Individual CBT and the Buried in Treasures workshops typically take place in clinical settings. While TV reality shows feature in-home decluttering marathons, such interventions are logistically challenging for most clinicians. But researchers including Frost and Rodriguez are studying whether and how to include decluttering training in treatment. Frost is working with “clutter interns”—students who work closely with psychotherapists and visit clients at home to help them sort their belongings. And in a pilot study, Rodriguez found that combining in-home decluttering sessions with the Buried in Treasures workshop led to a decrease in hoarding symptoms, decreased clutter and improvements in the activities of daily living (Linkovski, O., et al., Journal of Psychiatric Research, Vol. 107, 2018). She and her colleagues are also exploring virtual reality systems that scan a client’s home so they can practice sorting their own virtual objects in the clinic.
There’s still a lot to learn about what treatments work, for whom and why. “What we don’t know about hoarding disorder would fill a book,” Tolin says. He’s exploring differences in neural connectivity between people who respond well to CBT for hoarding and people who do not, hoping such clues will help researchers refine interventions. Similarly, Ayers says, an important next step for researchers will be to personalize treatments depending on a person’s neurocognitive profile.

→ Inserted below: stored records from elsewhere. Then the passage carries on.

//=========================================================================
// Assets
//=========================================================================
//
// Identifier-based instantiation of content visuals and curtains.
//
// Architecture:
//   "bundle:name" ──AssetId::parse()──> AssetId
//                                          ↓
//   AssetResolver<T>::resolve() ──> AssetRegistry<T> factory ──> T
//
// Identifiers without a bundle prefix belong to the registry's default
// bundle ("core" unless configured otherwise).
//
//=========================================================================

//=== Module Declarations =================================================

mod registry;

//=== Public API ==========================================================

pub use registry::{AssetFactory, AssetRegistry};

//=== Internal Dependencies ===============================================

use crate::core::error::ResolveError;

/// Bundle used when an identifier carries no `bundle:` prefix.
pub const DEFAULT_BUNDLE: &str = "core";

//=== AssetResolver =======================================================

/// Turns a symbolic identifier into a fresh instance.
///
/// Implemented by [`AssetRegistry`] and by any
/// `Fn(&str) -> Result<T, ResolveError>` closure.
pub trait AssetResolver<T> {
    /// Instantiates the asset named by `id`.
    fn resolve(&self, id: &str) -> Result<T, ResolveError>;
}

impl<T, F> AssetResolver<T> for F
where
    F: Fn(&str) -> Result<T, ResolveError>,
{
    fn resolve(&self, id: &str) -> Result<T, ResolveError> {
        self(id)
    }
}

//=== AssetId =============================================================

/// A parsed `bundle:name` identifier.
#[derive(Debug, Clone, PartialEq, Eq, Hash)]
pub struct AssetId {
    pub bundle: String,
    pub name: String,
}

impl AssetId {
    /// Parses `id`, falling back to `default_bundle` when no prefix is given.
    ///
    /// Only the first `:` separates the bundle; the rest belongs to the name.
    pub fn parse(id: &str, default_bundle: &str) -> Result<Self, ResolveError> {
        let (bundle, name) = match id.split_once(':') {
            Some((bundle, name)) => (bundle, name),
            None => (default_bundle, id),
        };

        if name.is_empty() || bundle.is_empty() {
            return Err(ResolveError::EmptyIdentifier);
        }

        Ok(Self {
            bundle: bundle.to_string(),
            name: name.to_string(),
        })
    }
}

impl std::fmt::Display for AssetId {
    fn fmt(&self, f: &mut std::fmt::Formatter<'_>) -> std::fmt::Result {
        write!(f, "{}:{}", self.bundle, self.name)
    }
}

//=== Tests ===============================================================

Although treatments for hoarding disorder are still imperfect, Tolin says, hoarding is a topic that clinicians should raise with patients, especially those being treated for depression or anxiety. “We found a lot of patients in our anxiety disorders clinic actually have undisclosed hoarding disorder,” he says. “Many come in for something else and don’t mention hoarding unless you ask them.”
Fortunately, the research literature is growing. The International OCD Foundation offers assessments and treatment information and hosts an annual meeting on hoarding. “Friends and family members think the person should just be able to clean up, but this isn’t something that they choose to do,” Ayers says. “This is a chronic and progressive mental health condition that needs treatment.”